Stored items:
*** Block opens ***

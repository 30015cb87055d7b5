//! gRPC bridge.
//!
//! An unknown-service gRPC handler over raw byte frames: any method path is
//! accepted, and each call is translated through a [`GrpcMethodBackend`]
//! supplied by a backend provider. Two flows run concurrently per call and
//! share one backend instance:
//!
//! - the receive flow delivers incoming metadata (`begin`) and request
//!   frames (`request`)
//! - the send flow pulls results (`response`), publishing the first
//!   result's metadata as the response headers
//!
//! The dispatcher joins both flows, forwards the first error into the
//! response stream as the call's status, and always runs `end`.

mod codec;

pub use codec::{Frame, RawCodec, RawDecoder, RawEncoder};

use std::sync::Arc;

use async_trait::async_trait;
use bytes::Bytes;
use futures::{Stream, StreamExt};
use http_body_util::BodyExt;
use tokio::sync::{mpsc, oneshot};
use tokio_stream::wrappers::ReceiverStream;
use tonic::codegen::BoxFuture;
use tonic::metadata::MetadataMap;
use tonic::{Request, Status, Streaming};
use tracing::debug;

use crate::handler::{BoxError, HttpHandler, HttpRequest, HttpResponse};

/// In-flight response frames buffered per call.
const FRAME_BUFFER: usize = 4;

/// The per-call translation target of the bridge.
///
/// `request` and `response` may run concurrently on the same backend; the
/// interleaving contract is: `begin` once before any `response` result,
/// `request` per inbound frame, `close_requests` when the inbound side is
/// done, `end` after both flows finish.
#[async_trait]
pub trait GrpcMethodBackend: Send + Sync {
    /// Deliver the call's incoming metadata.
    async fn begin(&self, metadata: MetadataMap) -> Result<(), Status>;

    /// Deliver one request frame.
    async fn request(&self, payload: Bytes) -> Result<(), Status>;

    /// Pull the next result: outgoing metadata plus one response payload,
    /// `None` at end of stream, or the call's terminal status.
    async fn response(&self) -> Result<Option<(MetadataMap, Bytes)>, Status>;

    /// Signal that no further `request` calls will be made.
    fn close_requests(&self);

    /// Always runs once both flows have finished.
    async fn end(&self);
}

/// Builds a backend for each call, keyed by the gRPC method path.
pub trait GrpcMethodBackendFactory: Send + Sync {
    /// Create the backend for one call to `method`.
    fn method_backend(&self, method: &str) -> Arc<dyn GrpcMethodBackend>;
}

/// The unknown-service gRPC handler.
pub struct GrpcBridge {
    factory: Arc<dyn GrpcMethodBackendFactory>,
}

impl GrpcBridge {
    /// Create a bridge over a backend factory.
    pub fn new(factory: Arc<dyn GrpcMethodBackendFactory>) -> Self {
        Self { factory }
    }
}

#[async_trait]
impl HttpHandler for GrpcBridge {
    async fn handle(&self, request: HttpRequest) -> HttpResponse {
        let method = request.uri().path().to_owned();
        debug!(method = %method, "bridging grpc call");

        let backend = self.factory.method_backend(&method);
        let mut grpc = tonic::server::Grpc::new(RawCodec);
        let response = grpc.streaming(BridgeStreaming { backend }, request).await;
        response.map(|body| body.map_err(BoxError::from).boxed_unsync())
    }
}

struct BridgeStreaming {
    backend: Arc<dyn GrpcMethodBackend>,
}

impl tonic::server::StreamingService<Frame> for BridgeStreaming {
    type Response = Frame;
    type ResponseStream = ReceiverStream<Result<Frame, Status>>;
    type Future = BoxFuture<tonic::Response<Self::ResponseStream>, Status>;

    fn call(&mut self, request: Request<Streaming<Frame>>) -> Self::Future {
        let backend = Arc::clone(&self.backend);
        Box::pin(async move {
            let metadata = request.metadata().clone();
            let frames = request.into_inner();

            let (frame_tx, frame_rx) = mpsc::channel(FRAME_BUFFER);
            let (header_tx, header_rx) = oneshot::channel();
            tokio::spawn(dispatch(backend, metadata, frames, frame_tx, header_tx));

            // Response headers wait for the first backend result, the
            // moment the original contract set them.
            let mut response = tonic::Response::new(ReceiverStream::new(frame_rx));
            if let Ok(metadata) = header_rx.await {
                *response.metadata_mut() = metadata;
            }
            Ok(response)
        })
    }
}

/// Run both flows of one call, forward the first failure as the call
/// status, and finish the backend.
async fn dispatch<S>(
    backend: Arc<dyn GrpcMethodBackend>,
    metadata: MetadataMap,
    frames: S,
    frame_tx: mpsc::Sender<Result<Frame, Status>>,
    header_tx: oneshot::Sender<MetadataMap>,
) where
    S: Stream<Item = Result<Frame, Status>> + Send + Unpin + 'static,
{
    let receive = tokio::spawn(receive_flow(Arc::clone(&backend), metadata, frames));
    let send = tokio::spawn(send_flow(
        Arc::clone(&backend),
        frame_tx.clone(),
        header_tx,
    ));

    let (receive_result, send_result) = tokio::join!(receive, send);
    backend.end().await;

    for result in [flatten(receive_result), flatten(send_result)] {
        if let Err(status) = result {
            let _ = frame_tx.send(Err(status)).await;
            break;
        }
    }
}

fn flatten(joined: Result<Result<(), Status>, tokio::task::JoinError>) -> Result<(), Status> {
    joined.unwrap_or_else(|e| Err(Status::internal(format!("flow task failed: {e}"))))
}

/// Deliver incoming metadata and request frames to the backend.
///
/// The request side is always closed on the way out so the send flow can
/// terminate.
async fn receive_flow<S>(
    backend: Arc<dyn GrpcMethodBackend>,
    metadata: MetadataMap,
    mut frames: S,
) -> Result<(), Status>
where
    S: Stream<Item = Result<Frame, Status>> + Send + Unpin,
{
    let result = async {
        backend.begin(metadata).await?;
        while let Some(frame) = frames.next().await.transpose()? {
            backend.request(frame.payload).await?;
        }
        Ok(())
    }
    .await;

    backend.close_requests();
    result
}

/// Stream backend results to the client, publishing the first result's
/// metadata as response headers.
async fn send_flow(
    backend: Arc<dyn GrpcMethodBackend>,
    frame_tx: mpsc::Sender<Result<Frame, Status>>,
    header_tx: oneshot::Sender<MetadataMap>,
) -> Result<(), Status> {
    let mut header_tx = Some(header_tx);
    loop {
        match backend.response().await {
            Ok(Some((metadata, payload))) => {
                if let Some(tx) = header_tx.take() {
                    let _ = tx.send(metadata);
                }
                if frame_tx.send(Ok(Frame { payload })).await.is_err() {
                    // Client went away.
                    return Ok(());
                }
            }
            Ok(None) => return Ok(()),
            Err(status) => {
                if let Some(tx) = header_tx.take() {
                    let _ = tx.send(status.metadata().clone());
                }
                return Err(status);
            }
        }
    }
}

#[cfg(test)]
mod tests {
    use super::*;
    use std::collections::VecDeque;
    use std::sync::Mutex;
    use tokio_stream::wrappers::ReceiverStream as TestStream;

    /// Echo backend: queues one uppercased response per request.
    #[derive(Default)]
    struct EchoBackend {
        begun_with: Mutex<Option<MetadataMap>>,
        queue: Mutex<VecDeque<Result<Option<(MetadataMap, Bytes)>, Status>>>,
        closed: Mutex<bool>,
        ended: Mutex<bool>,
        notify: tokio::sync::Notify,
    }

    #[async_trait]
    impl GrpcMethodBackend for EchoBackend {
        async fn begin(&self, metadata: MetadataMap) -> Result<(), Status> {
            *self.begun_with.lock().unwrap() = Some(metadata);
            Ok(())
        }

        async fn request(&self, payload: Bytes) -> Result<(), Status> {
            let mut metadata = MetadataMap::new();
            metadata.insert("x-backend", "echo".parse().unwrap());
            let echoed = payload.to_ascii_uppercase();
            self.queue
                .lock()
                .unwrap()
                .push_back(Ok(Some((metadata, Bytes::from(echoed)))));
            self.notify.notify_one();
            Ok(())
        }

        async fn response(&self) -> Result<Option<(MetadataMap, Bytes)>, Status> {
            loop {
                if let Some(item) = self.queue.lock().unwrap().pop_front() {
                    return item;
                }
                if *self.closed.lock().unwrap() {
                    return Ok(None);
                }
                self.notify.notified().await;
            }
        }

        fn close_requests(&self) {
            *self.closed.lock().unwrap() = true;
            self.notify.notify_one();
        }

        async fn end(&self) {
            *self.ended.lock().unwrap() = true;
        }
    }

    fn frames(payloads: &[&str]) -> TestStream<Result<Frame, Status>> {
        let (tx, rx) = mpsc::channel(8);
        for payload in payloads {
            tx.try_send(Ok(Frame::new(payload.as_bytes().to_vec())))
                .unwrap();
        }
        TestStream::new(rx)
    }

    #[tokio::test]
    async fn unary_call_round_trips() {
        let backend = Arc::new(EchoBackend::default());
        let (frame_tx, mut frame_rx) = mpsc::channel(8);
        let (header_tx, header_rx) = oneshot::channel();

        let mut metadata = MetadataMap::new();
        metadata.insert("x-tenant", "t1".parse().unwrap());
        let stream = frames(&["hello"]);

        dispatch(
            Arc::clone(&backend) as Arc<dyn GrpcMethodBackend>,
            metadata,
            stream,
            frame_tx,
            header_tx,
        )
        .await;

        // Incoming metadata reached begin.
        let begun = backend.begun_with.lock().unwrap().clone().unwrap();
        assert_eq!(begun.get("x-tenant").unwrap(), "t1");

        // The response frame is the echoed payload.
        let frame = frame_rx.recv().await.unwrap().unwrap();
        assert_eq!(frame.payload.as_ref(), b"HELLO");
        assert!(frame_rx.recv().await.is_none());

        // Headers carry the first result's metadata.
        let headers = header_rx.await.unwrap();
        assert_eq!(headers.get("x-backend").unwrap(), "echo");

        assert!(*backend.ended.lock().unwrap());
    }

    #[tokio::test]
    async fn backend_error_becomes_stream_status() {
        #[derive(Default)]
        struct FailingBackend {
            closed: Mutex<bool>,
            notify: tokio::sync::Notify,
        }

        #[async_trait]
        impl GrpcMethodBackend for FailingBackend {
            async fn begin(&self, _metadata: MetadataMap) -> Result<(), Status> {
                Ok(())
            }

            async fn request(&self, _payload: Bytes) -> Result<(), Status> {
                Ok(())
            }

            async fn response(&self) -> Result<Option<(MetadataMap, Bytes)>, Status> {
                loop {
                    if *self.closed.lock().unwrap() {
                        let mut status = Status::resource_exhausted("too many requests");
                        status
                            .metadata_mut()
                            .insert("x-error-id", "abc123".parse().unwrap());
                        return Err(status);
                    }
                    self.notify.notified().await;
                }
            }

            fn close_requests(&self) {
                *self.closed.lock().unwrap() = true;
                self.notify.notify_one();
            }

            async fn end(&self) {}
        }

        let backend = Arc::new(FailingBackend::default());
        let (frame_tx, mut frame_rx) = mpsc::channel(8);
        let (header_tx, header_rx) = oneshot::channel();
        let stream = frames(&["payload"]);

        dispatch(
            backend as Arc<dyn GrpcMethodBackend>,
            MetadataMap::new(),
            stream,
            frame_tx,
            header_tx,
        )
        .await;

        let status = frame_rx.recv().await.unwrap().expect_err("status");
        assert_eq!(status.code(), tonic::Code::ResourceExhausted);
        assert_eq!(status.metadata().get("x-error-id").unwrap(), "abc123");

        // Error metadata is also published as headers.
        let headers = header_rx.await.unwrap();
        assert!(headers.get("x-error-id").is_some());
    }

    #[tokio::test]
    async fn streaming_call_gets_one_response_per_request() {
        let backend = Arc::new(EchoBackend::default());
        let (frame_tx, mut frame_rx) = mpsc::channel(8);
        let (header_tx, _header_rx) = oneshot::channel();
        let stream = frames(&["a", "b", "c"]);

        dispatch(
            backend as Arc<dyn GrpcMethodBackend>,
            MetadataMap::new(),
            stream,
            frame_tx,
            header_tx,
        )
        .await;

        let mut payloads = Vec::new();
        while let Some(frame) = frame_rx.recv().await {
            payloads.push(frame.unwrap().payload);
        }
        assert_eq!(payloads, vec![Bytes::from("A"), Bytes::from("B"), Bytes::from("C")]);
    }
}
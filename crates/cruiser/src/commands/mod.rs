//! Shared wiring for the runtime modes.

pub mod router;
pub mod xds;

use std::sync::Arc;

use anyhow::Context;
use cruiser_aws::{AwsProvider, S3Bucket, S3TfstateSource};
use cruiser_server::{ListenerProtocol, TlsConfig};
use tokio_util::sync::CancellationToken;
use tracing::info;

use crate::args::{GlobalArgs, TfstateSourceSelector};

/// Root cancellation token, cancelled on SIGINT/SIGTERM.
pub(crate) fn shutdown_token() -> CancellationToken {
    let token = CancellationToken::new();
    let signal_token = token.clone();

    tokio::spawn(async move {
        let mut terminate = tokio::signal::unix::signal(tokio::signal::unix::SignalKind::terminate())
            .expect("install SIGTERM handler");
        tokio::select! {
            _ = tokio::signal::ctrl_c() => {}
            _ = terminate.recv() => {}
        }
        info!("shutdown signal received");
        signal_token.cancel();
    });

    token
}

/// The wire protocol the listener speaks, per the TLS flag.
pub(crate) fn listener_protocol(global: &GlobalArgs) -> ListenerProtocol {
    if global.enable_tls {
        ListenerProtocol::Http2
    } else {
        ListenerProtocol::H2c
    }
}

/// Load TLS material when TLS is enabled.
pub(crate) fn tls_server_config(
    global: &GlobalArgs,
) -> anyhow::Result<Option<Arc<rustls::ServerConfig>>> {
    if !global.enable_tls {
        return Ok(None);
    }
    let (Some(certificate), Some(private_key)) =
        (&global.tls_certificate, &global.tls_private_key)
    else {
        anyhow::bail!("tls enabled but --tls-certificate / --tls-private-key not provided");
    };
    let config = TlsConfig::new(certificate, private_key)
        .load_server_config()
        .context("load tls material")?;
    Ok(Some(config))
}

/// Build the configured tfstate source.
pub(crate) async fn tfstate_source(
    global: &GlobalArgs,
    provider: &AwsProvider,
) -> anyhow::Result<S3TfstateSource<S3Bucket>> {
    match global.tfstate_source {
        None => anyhow::bail!("no tfstate source selected, pass --tfstate-source"),
        Some(TfstateSourceSelector::AwsS3) => {
            let bucket = global
                .aws_tfstate_bucket
                .as_deref()
                .filter(|bucket| !bucket.is_empty())
                .context("empty aws tfstate bucket")?;

            let client = match &global.aws_tfstate_role_arn {
                Some(role_arn) => provider.s3_client_with_role(role_arn).await,
                None => provider.s3_client(),
            };
            Ok(S3TfstateSource::new(S3Bucket::new(client, bucket)))
        }
    }
}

*** Block closes ***

- Task directions:
Your answer should consist of each line of the data above in which the word "when" occurs.

- Response area:
/// `request` per inbound frame, `close_requests` when the inbound side is
/// Load TLS material when TLS is enabled.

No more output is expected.